**Assignment:**
In the data below, find each line carrying the string "ItemId" and copy it out.

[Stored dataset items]
//! Bulk construction from JSON and image import.

use crate::error::ImportError;
use crate::items::{Item, ItemId, ItemKind, ItemProperty};
use crate::whiteboard::Whiteboard;
use base64::{Engine, engine::general_purpose::STANDARD};
use kurbo::{Point, Size};
use serde_json::{Map, Value};
use std::fmt;

/// Keys handled directly by the importer rather than as properties.
const STRUCTURAL_KEYS: [&str; 6] = ["id", "type", "position", "size", "content", "selected"];

/// Why an import entry was not turned into an item.
#[derive(Debug, Clone, PartialEq, Eq)]
pub enum SkipReason {
    NotAnObject,
    MissingType,
    UnknownType(String),
}

impl fmt::Display for SkipReason {
    fn fmt(&self, f: &mut fmt::Formatter<'_>) -> fmt::Result {
        match self {
            SkipReason::NotAnObject => f.write_str("entry is not an object"),
            SkipReason::MissingType => f.write_str("entry has no string \"type\""),
            SkipReason::UnknownType(kind) => write!(f, "unknown item type \"{kind}\""),
        }
    }
}

/// An entry that was skipped, by position in the batch.
#[derive(Debug, Clone, PartialEq, Eq)]
pub struct SkippedEntry {
    pub index: usize,
    pub reason: SkipReason,
}

/// Outcome of a JSON import.
#[derive(Debug, Clone, Default, PartialEq)]
pub struct ImportReport {
    /// Ids of the created items, in batch order.
    pub accepted: Vec<ItemId>,
    pub skipped: Vec<SkippedEntry>,
}

/// Parse a JSON document into import entries.
///
/// An array yields its elements, and so does the `items` array of a
/// previous JSON export. Any other value is a single entry. Malformed JSON
/// rejects the whole batch.
pub fn parse_batch(json: &str) -> Result<Vec<Value>, ImportError> {
    match serde_json::from_str(json)? {
        Value::Array(entries) => Ok(entries),
        Value::Object(mut document) if is_export_document(&document) => match document.remove("items") {
            Some(Value::Array(entries)) => Ok(entries),
            _ => Ok(Vec::new()),
        },
        single => Ok(vec![single]),
    }
}

fn is_export_document(document: &Map<String, Value>) -> bool {
    !document.contains_key("type") && document.get("items").is_some_and(Value::is_array)
}

fn entry_kind(entry: &Map<String, Value>) -> Result<ItemKind, SkipReason> {
    let kind = entry
        .get("type")
        .and_then(Value::as_str)
        .ok_or(SkipReason::MissingType)?;
    kind.parse()
        .map_err(|_| SkipReason::UnknownType(kind.to_string()))
}

/// Read one coordinate of `entry[field]`, if present and numeric.
fn coordinate(entry: &Map<String, Value>, field: &str, axis: &str) -> Option<f64> {
    entry.get(field)?.get(axis)?.as_f64()
}

fn entry_size(entry: &Map<String, Value>) -> Option<Size> {
    let size = entry.get("size")?;
    let width = size.get("width")?.as_f64()?;
    let height = size.get("height")?.as_f64()?;
    Some(Size::new(width, height))
}

impl Whiteboard {
    /// Build one item per valid entry of a JSON object or array.
    ///
    /// Entries without a known `type` are skipped and reported. Positions
    /// default to a diagonal cascade from the configured import origin.
    /// Each accepted entry is committed separately.
    pub fn import_json(&mut self, json: &str) -> Result<ImportReport, ImportError> {
        let entries = parse_batch(json)?;
        let mut report = ImportReport::default();

        for (index, entry) in entries.into_iter().enumerate() {
            match self.import_entry(index, entry) {
                Ok(id) => report.accepted.push(id),
                Err(reason) => {
                    log::warn!("Skipping import entry {}: {}", index, reason);
                    report.skipped.push(SkippedEntry { index, reason });
                }
            }
        }

        log::info!(
            "Imported {} items ({} skipped)",
            report.accepted.len(),
            report.skipped.len()
        );
        Ok(report)
    }

    fn import_entry(&mut self, index: usize, entry: Value) -> Result<ItemId, SkipReason> {
        let Value::Object(entry) = entry else {
            return Err(SkipReason::NotAnObject);
        };
        let kind = entry_kind(&entry)?;

        let config = self.config();
        let offset = config.import_step * index as f64;
        let position = Point::new(
            coordinate(&entry, "position", "x").unwrap_or(config.import_origin.x + offset),
            coordinate(&entry, "position", "y").unwrap_or(config.import_origin.y + offset),
        );
        let size = entry_size(&entry).map(|size| config.clamp_size(size));

        let mut item = Item::new(kind, position, size, self.state().next_z_index());
        if let Some(content) = entry.get("content").and_then(Value::as_str) {
            item.content = Some(content.to_string());
        }
        for (key, value) in entry {
            let is_property = ItemProperty::KEYS.iter().any(|k| *k == key);
            if STRUCTURAL_KEYS.iter().any(|k| *k == key) || !is_property {
                continue;
            }
            match ItemProperty::parse(&key, value) {
                Ok(property) => property.apply(&mut item),
                Err(e) => log::warn!("Ignoring field of import entry {}: {}", index, e),
            }
        }

        Ok(self.insert(item))
    }

    /// Add an image item from the result of an external file read.
    ///
    /// A failed read creates nothing.
    pub fn import_image(&mut self, source: Result<ImageSource, ImportError>) -> Option<ItemId> {
        let source = match source {
            Ok(source) => source,
            Err(e) => {
                log::error!("Image import failed: {}", e);
                return None;
            }
        };
        if source.bytes.is_empty() {
            log::error!("Image import failed: {}", ImportError::EmptyImage(source.name));
            return None;
        }

        let config = self.config();
        let item = Item::image(
            config.image_position,
            config.image_size,
            source.to_data_url(),
            source.name.clone(),
            self.state().next_z_index(),
        );
        log::info!("Imported image {} ({} bytes)", source.name, source.bytes.len());
        Some(self.insert(item))
    }
}

/// Raster formats recognized from file content.
#[derive(Debug, Clone, Copy, PartialEq, Eq)]
pub enum ImageFormat {
    Png,
    Jpeg,
    WebP,
    Gif,
}

impl ImageFormat {
    /// Get MIME type for this format.
    pub fn mime_type(&self) -> &'static str {
        match self {
            ImageFormat::Png => "image/png",
            ImageFormat::Jpeg => "image/jpeg",
            ImageFormat::WebP => "image/webp",
            ImageFormat::Gif => "image/gif",
        }
    }

    /// Detect format from magic bytes.
    pub fn from_magic_bytes(data: &[u8]) -> Option<Self> {
        if data.starts_with(&[0x89, 0x50, 0x4E, 0x47]) {
            return Some(ImageFormat::Png);
        }
        if data.starts_with(&[0xFF, 0xD8, 0xFF]) {
            return Some(ImageFormat::Jpeg);
        }
        if data.starts_with(b"GIF87a") || data.starts_with(b"GIF89a") {
            return Some(ImageFormat::Gif);
        }
        // RIFF....WEBP
        if data.len() >= 12 && &data[0..4] == b"RIFF" && &data[8..12] == b"WEBP" {
            return Some(ImageFormat::WebP);
        }
        None
    }
}

/// Image file contents handed over by the host after reading a file.
#[derive(Debug, Clone, PartialEq, Eq)]
pub struct ImageSource {
    /// File name; becomes the image's alt text.
    pub name: String,
    pub bytes: Vec<u8>,
    /// MIME type reported by the host, if any.
    pub mime: Option<String>,
}

impl ImageSource {
    pub fn new(name: impl Into<String>, bytes: Vec<u8>) -> Self {
        Self {
            name: name.into(),
            bytes,
            mime: None,
        }
    }

    /// MIME type: the reported one, else sniffed, else a generic binary type.
    pub fn mime_type(&self) -> &str {
        match &self.mime {
            Some(mime) => mime.as_str(),
            None => ImageFormat::from_magic_bytes(&self.bytes)
                .map(|format| format.mime_type())
                .unwrap_or("application/octet-stream"),
        }
    }

    /// Encode the image as a `data:` URL.
    pub fn to_data_url(&self) -> String {
        format!("data:{};base64,{}", self.mime_type(), STANDARD.encode(&self.bytes))
    }
}

#[cfg(test)]
mod tests {
    use super::*;
    use crate::items::Color;

    const PNG_HEADER: [u8; 8] = [0x89, 0x50, 0x4E, 0x47, 0x0D, 0x0A, 0x1A, 0x0A];

    #[test]
    fn test_parse_batch() {
        assert_eq!(parse_batch("[1, 2]").unwrap().len(), 2);
        assert_eq!(parse_batch(r#"{"type": "text"}"#).unwrap().len(), 1);
        assert_eq!(parse_batch(r#"{"items": [{}, {}, {}], "version": "1.0"}"#).unwrap().len(), 3);
        assert!(matches!(parse_batch("{not json"), Err(ImportError::Parse(_))));
    }

    #[test]
    fn test_import_mixed_batch() {
        let mut wb = Whiteboard::new();
        let report = wb
            .import_json(r#"[{"type": "rectangle"}, {"type": "bogus"}, 3, {"size": {"width": 1, "height": 1}}]"#)
            .unwrap();

        assert_eq!(report.accepted.len(), 1);
        assert_eq!(
            report.skipped,
            vec![
                SkippedEntry { index: 1, reason: SkipReason::UnknownType("bogus".to_string()) },
                SkippedEntry { index: 2, reason: SkipReason::NotAnObject },
                SkippedEntry { index: 3, reason: SkipReason::MissingType },
            ]
        );
        assert_eq!(wb.state().len(), 1);
    }

    #[test]
    fn test_invalid_json_mutates_nothing() {
        let mut wb = Whiteboard::new();
        wb.add_item(ItemKind::Rectangle, Point::ZERO, None);
        let before = wb.snapshot();
        let history_len = wb.state().history().len();

        assert!(wb.import_json("[{\"type\": \"text\"").is_err());
        assert_eq!(wb.snapshot(), before);
        assert_eq!(wb.state().history().len(), history_len);
    }

    #[test]
    fn test_array_positions_cascade() {
        let mut wb = Whiteboard::new();
        let report = wb
            .import_json(r#"[{"type": "text"}, {"type": "circle"}, {"type": "line", "position": {"x": 7, "y": 8}}]"#)
            .unwrap();
        let positions: Vec<Point> = report
            .accepted
            .iter()
            .map(|id| wb.state().get_item(id).unwrap().position)
            .collect();
        assert_eq!(
            positions,
            vec![Point::new(100.0, 100.0), Point::new(150.0, 150.0), Point::new(7.0, 8.0)]
        );
        // One commit per accepted entry.
        assert_eq!(wb.state().history().len(), 4);
    }

    #[test]
    fn test_optional_fields_applied() {
        let mut wb = Whiteboard::new();
        let report = wb
            .import_json(
                r##"{"type": "post-it", "content": "hello", "size": {"width": 5, "height": 80},
                    "backgroundColor": "#ff0000", "opacity": "loud", "fontWeight": "bold", "unknown": 1}"##,
            )
            .unwrap();
        let item = wb.state().get_item(&report.accepted[0]).unwrap();
        assert_eq!(item.content.as_deref(), Some("hello"));
        assert_eq!(item.size, Size::new(20.0, 80.0));
        assert_eq!(item.style.background_color, Color::rgb(255, 0, 0));
        assert_eq!(item.style.opacity, 1.0);
        assert_eq!(item.style.font_weight, "bold");
        assert!(item.selected);
    }

    #[test]
    fn test_import_image() {
        let mut wb = Whiteboard::new();
        let mut bytes = PNG_HEADER.to_vec();
        bytes.extend_from_slice(&[0, 0, 0, 0]);
        let id = wb.import_image(Ok(ImageSource::new("logo.png", bytes))).unwrap();

        let item = wb.state().get_item(&id).unwrap();
        assert_eq!(item.kind, ItemKind::Image);
        assert_eq!(item.position, Point::new(100.0, 100.0));
        assert_eq!(item.size, Size::new(200.0, 150.0));
        assert_eq!(item.image_alt.as_deref(), Some("logo.png"));
        assert!(item.image_url.as_deref().unwrap().starts_with("data:image/png;base64,iVBORw0KGgo"));
        assert_eq!(wb.state().history().len(), 2);
    }

    #[test]
    fn test_failed_image_read_creates_nothing() {
        let mut wb = Whiteboard::new();
        assert!(wb.import_image(Err(ImportError::Image("permission denied".into()))).is_none());
        assert!(wb.import_image(Ok(ImageSource::new("empty.png", Vec::new()))).is_none());
        assert!(wb.state().is_empty());
        assert_eq!(wb.state().history().len(), 1);
    }

    #[test]
    fn test_magic_bytes() {
        assert_eq!(ImageFormat::from_magic_bytes(&PNG_HEADER), Some(ImageFormat::Png));
        assert_eq!(ImageFormat::from_magic_bytes(&[0xFF, 0xD8, 0xFF, 0xE0]), Some(ImageFormat::Jpeg));
        assert_eq!(ImageFormat::from_magic_bytes(b"GIF89a.."), Some(ImageFormat::Gif));
        assert_eq!(ImageFormat::from_magic_bytes(b"RIFF\0\0\0\0WEBPVP8 "), Some(ImageFormat::WebP));
        assert_eq!(ImageFormat::from_magic_bytes(b"hello"), None);

        let source = ImageSource {
            name: "x".into(),
            bytes: b"abc".to_vec(),
            mime: Some("image/svg+xml".into()),
        };
        assert_eq!(source.to_data_url(), "data:image/svg+xml;base64,YWJj");
    }
}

**Written response:**
use crate::items::{Item, ItemId, ItemKind, ItemProperty};
    pub accepted: Vec<ItemId>,
    fn import_entry(&mut self, index: usize, entry: Value) -> Result<ItemId, SkipReason> {
    pub fn import_image(&mut self, source: Result<ImageSource, ImportError>) -> Option<ItemId> {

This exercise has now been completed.